Stored data
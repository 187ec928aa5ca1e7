//! # Message Buffer Pool
//!
//! Recyclable fixed-size datagram buffers. Buffers are leased at ingress and
//! returned when the owning stage drops or delivers the packet; a returned
//! buffer is reused without zeroing since its contents are overwritten before
//! any read.

use burrow_protocol::MAX_MESSAGE_SIZE;
use parking_lot::Mutex;

/// A pooled datagram buffer
pub type MessageBuffer = Box<[u8; MAX_MESSAGE_SIZE]>;

/// Free buffers kept around between packets
const POOL_KEEP: usize = 1024;

/// Pool of message buffers. Allocates on demand; recycling is an
/// optimization, not a correctness requirement.
pub struct BufferPool {
    free: Mutex<Vec<MessageBuffer>>,
}

impl BufferPool {
    pub fn new() -> Self {
        Self {
            free: Mutex::new(Vec::new()),
        }
    }

    /// Lease a buffer
    pub fn get(&self) -> MessageBuffer {
        if let Some(buf) = self.free.lock().pop() {
            return buf;
        }
        Box::new([0u8; MAX_MESSAGE_SIZE])
    }

    /// Return a buffer. Callers must not retain references after this.
    pub fn put(&self, buf: MessageBuffer) {
        let mut free = self.free.lock();
        if free.len() < POOL_KEEP {
            free.push(buf);
        }
    }
}

impl Default for BufferPool {
    fn default() -> Self {
        Self::new()
    }
}

#[cfg(test)]
mod tests {
    use super::*;

    #[test]
    fn test_get_put_recycles() {
        let pool = BufferPool::new();
        let mut buf = pool.get();
        buf[0] = 0xAB;
        pool.put(buf);

        // the recycled buffer comes back as-is
        let buf = pool.get();
        assert_eq!(buf[0], 0xAB);
        assert_eq!(buf.len(), MAX_MESSAGE_SIZE);
    }

    #[test]
    fn test_allocates_on_demand() {
        let pool = BufferPool::new();
        let a = pool.get();
        let b = pool.get();
        assert_eq!(a.len(), b.len());
    }
}
//! # Error Module
//!
//! Error types for wire parsing and serialization.

use std::fmt;

/// Errors raised while parsing or building wire messages
#[derive(Debug, Clone, PartialEq, Eq)]
pub enum ProtocolError {
    /// Datagram shorter than the minimum for its message type
    PacketTooSmall { min: usize, got: usize },
    /// Datagram does not match the fixed size of its message type
    InvalidSize { expected: usize, got: usize },
    /// The 4-byte selector is not a known message type
    InvalidMessageType(u32),
}

impl fmt::Display for ProtocolError {
    fn fmt(&self, f: &mut fmt::Formatter<'_>) -> fmt::Result {
        match self {
            ProtocolError::PacketTooSmall { min, got } => {
                write!(f, "packet too small: minimum {}, got {}", min, got)
            }
            ProtocolError::InvalidSize { expected, got } => {
                write!(f, "invalid packet size: expected {}, got {}", expected, got)
            }
            ProtocolError::InvalidMessageType(t) => {
                write!(f, "invalid message type: {}", t)
            }
        }
    }
}

impl std::error::Error for ProtocolError {}

pub type Result<T> = std::result::Result<T, ProtocolError>;
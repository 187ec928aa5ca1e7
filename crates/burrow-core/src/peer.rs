//! # Peer
//!
//! A remote identified by its static public key: endpoint, handshake state,
//! cookie state, key-pair slots, per-peer inbound queue and statistics.
//! Peers are owned by the device's peer table; every other structure holds
//! non-owning references back.

use std::net::SocketAddr;
use std::sync::atomic::{AtomicU64, Ordering};
use std::sync::Arc;
use std::thread::JoinHandle;

use crossbeam_channel::{bounded, Receiver, Sender};
use parking_lot::Mutex;

use crate::keypair::KeyPairs;
use crate::queue::{InboundElement, QUEUE_PEER_INBOUND_SIZE};
use crate::timers::PeerTimers;
use burrow_protocol::{CookieGenerator, Handshake, KEY_SIZE};

/// A configured remote peer
pub struct Peer {
    /// The peer's static public key; its identity
    pub public_key: [u8; KEY_SIZE],
    /// Last known UDP endpoint; learned from authenticated initiations or
    /// set by configuration
    pub(crate) endpoint: Mutex<Option<SocketAddr>>,
    /// Noise handshake state
    pub(crate) handshake: Mutex<Handshake>,
    /// MAC state for handshake messages we send to this peer
    pub(crate) cookie_generator: Mutex<CookieGenerator>,
    /// previous/current/next transport key-pairs
    pub(crate) keypairs: Mutex<KeyPairs>,
    /// Timer state driven by the data plane
    pub(crate) timers: PeerTimers,
    pub(crate) tx_bytes: AtomicU64,
    pub(crate) rx_bytes: AtomicU64,
    /// Keep-alive interval in seconds; 0 disables
    pub(crate) persistent_keepalive: AtomicU64,
    /// Per-peer inbound queue feeding the sequential receiver
    pub(crate) inbound_tx: Sender<Arc<InboundElement>>,
    pub(crate) inbound_rx: Receiver<Arc<InboundElement>>,
    stop_tx: Mutex<Option<Sender<()>>>,
    pub(crate) stop_rx: Receiver<()>,
    pub(crate) thread: Mutex<Option<JoinHandle<()>>>,
}

impl Peer {
    /// Create a peer for a static public key. The sequential receiver task
    /// is spawned by the device when it adopts the peer.
    pub fn new(public_key: [u8; KEY_SIZE]) -> Arc<Self> {
        let (inbound_tx, inbound_rx) = bounded(QUEUE_PEER_INBOUND_SIZE);
        let (stop_tx, stop_rx) = bounded(0);

        Arc::new(Self {
            public_key,
            endpoint: Mutex::new(None),
            handshake: Mutex::new(Handshake::new(public_key)),
            cookie_generator: Mutex::new(CookieGenerator::new(&public_key)),
            keypairs: Mutex::new(KeyPairs::new()),
            timers: PeerTimers::new(),
            tx_bytes: AtomicU64::new(0),
            rx_bytes: AtomicU64::new(0),
            persistent_keepalive: AtomicU64::new(0),
            inbound_tx,
            inbound_rx,
            stop_tx: Mutex::new(Some(stop_tx)),
            stop_rx,
            thread: Mutex::new(None),
        })
    }

    /// Transmitted bytes (full datagrams)
    pub fn tx_bytes(&self) -> u64 {
        self.tx_bytes.load(Ordering::Relaxed)
    }

    /// Received bytes (inner packets delivered to the tunnel)
    pub fn rx_bytes(&self) -> u64 {
        self.rx_bytes.load(Ordering::Relaxed)
    }

    /// Current endpoint, if any
    pub fn endpoint(&self) -> Option<SocketAddr> {
        *self.endpoint.lock()
    }

    /// Stop the sequential receiver and wait for it to exit. Idempotent;
    /// must not be called from the receiver task itself.
    pub(crate) fn shutdown(&self) {
        self.stop_tx.lock().take();
        if let Some(handle) = self.thread.lock().take() {
            let _ = handle.join();
        }
    }

    /// Abbreviated key for logs
    pub(crate) fn log_id(&self) -> String {
        format!(
            "peer({:02x}{:02x}{:02x}{:02x}…)",
            self.public_key[0], self.public_key[1], self.public_key[2], self.public_key[3]
        )
    }
}

impl std::fmt::Debug for Peer {
    fn fmt(&self, f: &mut std::fmt::Formatter<'_>) -> std::fmt::Result {
        f.debug_struct("Peer")
            .field("id", &self.log_id())
            .field("endpoint", &*self.endpoint.lock())
            .finish_non_exhaustive()
    }
}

How to complete this task
Please work out how many lines in the data include "wire"; write that number only.

Solution
2